The Monetary Authority of Singapore said today it will steepen and widen the currency’s trading band while continuing to seek a “modest and gradual appreciation”. Gross domestic product shrank at a 19.8 per cent annual rate in the third quarter from the previous three months after climbing a revised 27.3 per cent in April to June, a separate report showed.
“The implication is that Singapore is less worried about growth and more worried about upside risks to inflation,” said Robert Prior-Wandesforde, head of Southeast Asian economics at Credit Suisse Group in Singapore.
The decision follows pressure from the US and Europe on emerging-market nations to let their exchange rates appreciate to help rebalance demand in the global economy. It also comes as China, the country blamed by US Treasury Secretary Timothy F Geithner this week for prompting other countries to restrain their currencies, starts allowing faster gains in the yuan.

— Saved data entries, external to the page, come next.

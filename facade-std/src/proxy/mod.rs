//! Proxy registry support.
//!
//! This module exposes the methods of a live instance as facade callables
//! installed into named scopes.

pub mod facade;
pub mod registry;
pub mod scope;

pub use facade::Facade;
pub use registry::{ClassRegistration, ProxyOptions, ProxyRegistry};
pub use scope::{Scope, ScopeId};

Singapore’s dependence on overseas trade, with non-oil exports equivalent to more than half of GDP, makes it vulnerable to swings in global growth.
Currency climbs
The island’s currency rose 0.8 per cent to S$1.2932 per US dollar as of 10.37 am local time. It earlier reached S$1.2893, the strongest since 1981 when Bloomberg began compiling the data, and has gained 8.4 per cent this year, making it the third-best performing currency in Asia excluding Japan.
Yuan forwards were near a two-year high today. Twelve-month non-deliverable forwards were at 6.4510 per dollar, reflecting bets the currency will strengthen about 3.3 per cent from the spot rate over the next year, according to data compiled by Bloomberg. The forward contracts have risen 1.5 per cent this month.
The Monetary Authority of Singapore uses the currency rather than a benchmark interest rate as its main tool to manage inflation.